Your task:
Starting at the line with "aggregate(&self, Parameters(p): Parameters<FacetParams>)" and going on through the line with "governed by a", reproduce each line in the records below exactly and nothing more.

Extracted records:
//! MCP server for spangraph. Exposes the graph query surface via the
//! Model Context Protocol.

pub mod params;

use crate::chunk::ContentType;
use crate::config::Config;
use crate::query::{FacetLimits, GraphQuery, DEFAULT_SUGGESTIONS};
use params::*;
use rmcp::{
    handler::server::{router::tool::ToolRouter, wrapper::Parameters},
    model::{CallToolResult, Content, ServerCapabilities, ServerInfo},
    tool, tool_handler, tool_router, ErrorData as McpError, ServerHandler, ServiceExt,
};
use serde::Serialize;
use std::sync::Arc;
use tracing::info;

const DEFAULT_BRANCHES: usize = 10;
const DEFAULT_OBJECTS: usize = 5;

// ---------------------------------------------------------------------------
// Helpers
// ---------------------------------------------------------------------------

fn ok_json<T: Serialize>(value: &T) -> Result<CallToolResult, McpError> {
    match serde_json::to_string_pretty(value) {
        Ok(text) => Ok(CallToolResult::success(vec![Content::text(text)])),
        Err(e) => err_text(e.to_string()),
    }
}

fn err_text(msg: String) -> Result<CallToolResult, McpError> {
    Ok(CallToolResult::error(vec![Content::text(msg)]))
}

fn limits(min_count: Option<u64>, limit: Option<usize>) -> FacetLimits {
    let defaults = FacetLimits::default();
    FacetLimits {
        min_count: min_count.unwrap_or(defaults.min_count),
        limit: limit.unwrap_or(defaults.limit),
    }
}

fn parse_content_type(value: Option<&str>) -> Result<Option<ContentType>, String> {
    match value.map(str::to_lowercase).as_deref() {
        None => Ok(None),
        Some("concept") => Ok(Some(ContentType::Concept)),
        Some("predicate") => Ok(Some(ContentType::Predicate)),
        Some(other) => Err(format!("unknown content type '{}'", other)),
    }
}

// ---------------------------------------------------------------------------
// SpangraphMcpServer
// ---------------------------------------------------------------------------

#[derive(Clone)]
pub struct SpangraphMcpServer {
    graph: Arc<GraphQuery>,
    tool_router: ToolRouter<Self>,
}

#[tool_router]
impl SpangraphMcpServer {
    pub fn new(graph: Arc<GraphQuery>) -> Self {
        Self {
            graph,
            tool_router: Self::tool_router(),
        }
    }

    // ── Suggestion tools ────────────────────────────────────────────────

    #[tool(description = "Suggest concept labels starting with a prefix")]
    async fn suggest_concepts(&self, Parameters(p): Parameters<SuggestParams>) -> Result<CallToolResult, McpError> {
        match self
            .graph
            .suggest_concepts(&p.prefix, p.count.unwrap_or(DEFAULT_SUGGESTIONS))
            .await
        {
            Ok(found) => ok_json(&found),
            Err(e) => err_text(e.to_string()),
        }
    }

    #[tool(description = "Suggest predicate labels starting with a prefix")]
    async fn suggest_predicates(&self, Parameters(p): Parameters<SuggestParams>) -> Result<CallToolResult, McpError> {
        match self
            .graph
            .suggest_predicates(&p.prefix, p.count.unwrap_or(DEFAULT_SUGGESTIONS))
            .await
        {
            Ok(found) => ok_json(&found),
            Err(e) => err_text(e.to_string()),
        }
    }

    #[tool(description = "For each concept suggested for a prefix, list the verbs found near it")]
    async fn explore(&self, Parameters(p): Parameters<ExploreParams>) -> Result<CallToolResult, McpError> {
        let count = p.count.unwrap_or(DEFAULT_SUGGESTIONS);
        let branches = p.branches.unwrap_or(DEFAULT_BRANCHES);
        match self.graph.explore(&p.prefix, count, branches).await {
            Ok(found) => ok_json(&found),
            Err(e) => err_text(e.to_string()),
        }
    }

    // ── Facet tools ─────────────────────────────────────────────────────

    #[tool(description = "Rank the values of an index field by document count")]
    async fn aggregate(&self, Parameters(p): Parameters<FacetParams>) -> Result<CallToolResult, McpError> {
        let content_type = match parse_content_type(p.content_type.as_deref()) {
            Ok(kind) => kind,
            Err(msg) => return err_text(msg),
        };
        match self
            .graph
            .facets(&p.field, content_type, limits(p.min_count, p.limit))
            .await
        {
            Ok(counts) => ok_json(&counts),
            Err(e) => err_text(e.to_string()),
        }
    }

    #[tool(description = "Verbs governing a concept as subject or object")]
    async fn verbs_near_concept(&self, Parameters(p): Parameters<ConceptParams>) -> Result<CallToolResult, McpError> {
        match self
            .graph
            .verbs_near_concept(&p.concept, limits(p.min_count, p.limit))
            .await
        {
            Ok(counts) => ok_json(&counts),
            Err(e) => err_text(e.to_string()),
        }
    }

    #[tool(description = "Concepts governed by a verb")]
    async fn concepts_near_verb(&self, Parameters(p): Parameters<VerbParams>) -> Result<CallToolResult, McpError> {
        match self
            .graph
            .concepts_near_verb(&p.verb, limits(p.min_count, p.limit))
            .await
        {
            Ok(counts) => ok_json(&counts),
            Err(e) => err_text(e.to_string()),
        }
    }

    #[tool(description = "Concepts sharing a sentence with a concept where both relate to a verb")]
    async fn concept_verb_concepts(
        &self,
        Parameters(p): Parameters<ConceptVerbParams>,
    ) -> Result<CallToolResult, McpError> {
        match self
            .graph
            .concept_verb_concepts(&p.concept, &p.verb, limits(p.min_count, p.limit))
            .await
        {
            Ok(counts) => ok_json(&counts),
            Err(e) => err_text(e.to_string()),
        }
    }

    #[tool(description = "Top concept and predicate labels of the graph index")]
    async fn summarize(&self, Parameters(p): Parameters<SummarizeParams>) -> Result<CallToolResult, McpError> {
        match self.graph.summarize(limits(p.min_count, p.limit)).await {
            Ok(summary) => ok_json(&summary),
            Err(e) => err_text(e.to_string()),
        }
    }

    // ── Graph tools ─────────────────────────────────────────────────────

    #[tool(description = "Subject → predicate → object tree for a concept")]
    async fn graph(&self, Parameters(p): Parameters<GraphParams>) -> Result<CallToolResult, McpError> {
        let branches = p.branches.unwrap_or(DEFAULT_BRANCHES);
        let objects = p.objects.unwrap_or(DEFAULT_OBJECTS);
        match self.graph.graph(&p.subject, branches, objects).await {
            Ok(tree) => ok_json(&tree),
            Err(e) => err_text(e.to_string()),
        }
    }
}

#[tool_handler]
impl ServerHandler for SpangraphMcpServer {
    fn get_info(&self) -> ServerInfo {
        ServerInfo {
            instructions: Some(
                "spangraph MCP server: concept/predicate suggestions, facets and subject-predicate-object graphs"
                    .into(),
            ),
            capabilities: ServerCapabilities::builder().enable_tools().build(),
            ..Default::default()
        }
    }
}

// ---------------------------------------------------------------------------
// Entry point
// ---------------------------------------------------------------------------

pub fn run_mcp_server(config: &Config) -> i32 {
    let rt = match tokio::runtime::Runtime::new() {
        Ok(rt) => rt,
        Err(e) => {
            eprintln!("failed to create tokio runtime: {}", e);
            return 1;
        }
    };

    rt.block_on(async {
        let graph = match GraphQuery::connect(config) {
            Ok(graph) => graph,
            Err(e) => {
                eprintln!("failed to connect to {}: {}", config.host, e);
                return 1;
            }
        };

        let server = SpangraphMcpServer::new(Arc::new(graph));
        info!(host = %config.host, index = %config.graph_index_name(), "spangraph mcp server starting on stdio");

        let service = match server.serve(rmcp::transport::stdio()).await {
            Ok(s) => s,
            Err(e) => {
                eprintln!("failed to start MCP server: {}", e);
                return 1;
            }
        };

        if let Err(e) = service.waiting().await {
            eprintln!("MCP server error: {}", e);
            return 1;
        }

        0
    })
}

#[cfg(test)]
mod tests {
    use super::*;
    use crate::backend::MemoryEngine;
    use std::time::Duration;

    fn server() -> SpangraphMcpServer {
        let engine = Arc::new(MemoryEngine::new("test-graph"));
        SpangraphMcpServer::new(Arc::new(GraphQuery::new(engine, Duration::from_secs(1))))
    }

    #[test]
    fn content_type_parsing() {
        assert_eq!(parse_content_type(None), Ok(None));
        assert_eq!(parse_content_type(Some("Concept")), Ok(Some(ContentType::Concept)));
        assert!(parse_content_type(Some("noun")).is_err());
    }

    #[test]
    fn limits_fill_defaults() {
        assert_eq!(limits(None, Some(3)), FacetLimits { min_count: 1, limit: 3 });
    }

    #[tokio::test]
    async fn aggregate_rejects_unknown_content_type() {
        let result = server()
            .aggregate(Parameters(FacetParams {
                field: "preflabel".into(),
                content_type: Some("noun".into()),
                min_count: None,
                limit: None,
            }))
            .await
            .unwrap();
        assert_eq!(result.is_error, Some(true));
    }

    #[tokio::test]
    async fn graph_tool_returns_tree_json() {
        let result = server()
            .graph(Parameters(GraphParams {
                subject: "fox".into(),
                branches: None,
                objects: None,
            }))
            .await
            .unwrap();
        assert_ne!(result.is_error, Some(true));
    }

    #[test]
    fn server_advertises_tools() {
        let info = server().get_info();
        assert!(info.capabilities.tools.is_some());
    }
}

Answer section:
    async fn aggregate(&self, Parameters(p): Parameters<FacetParams>) -> Result<CallToolResult, McpError> {
        let content_type = match parse_content_type(p.content_type.as_deref()) {
            Ok(kind) => kind,
            Err(msg) => return err_text(msg),
        };
        match self
            .graph
            .facets(&p.field, content_type, limits(p.min_count, p.limit))
            .await
        {
            Ok(counts) => ok_json(&counts),
            Err(e) => err_text(e.to_string()),
        }
    }

    #[tool(description = "Verbs governing a concept as subject or object")]
    async fn verbs_near_concept(&self, Parameters(p): Parameters<ConceptParams>) -> Result<CallToolResult, McpError> {
        match self
            .graph
            .verbs_near_concept(&p.concept, limits(p.min_count, p.limit))
            .await
        {
            Ok(counts) => ok_json(&counts),
            Err(e) => err_text(e.to_string()),
        }
    }

    #[tool(description = "Concepts governed by a verb")]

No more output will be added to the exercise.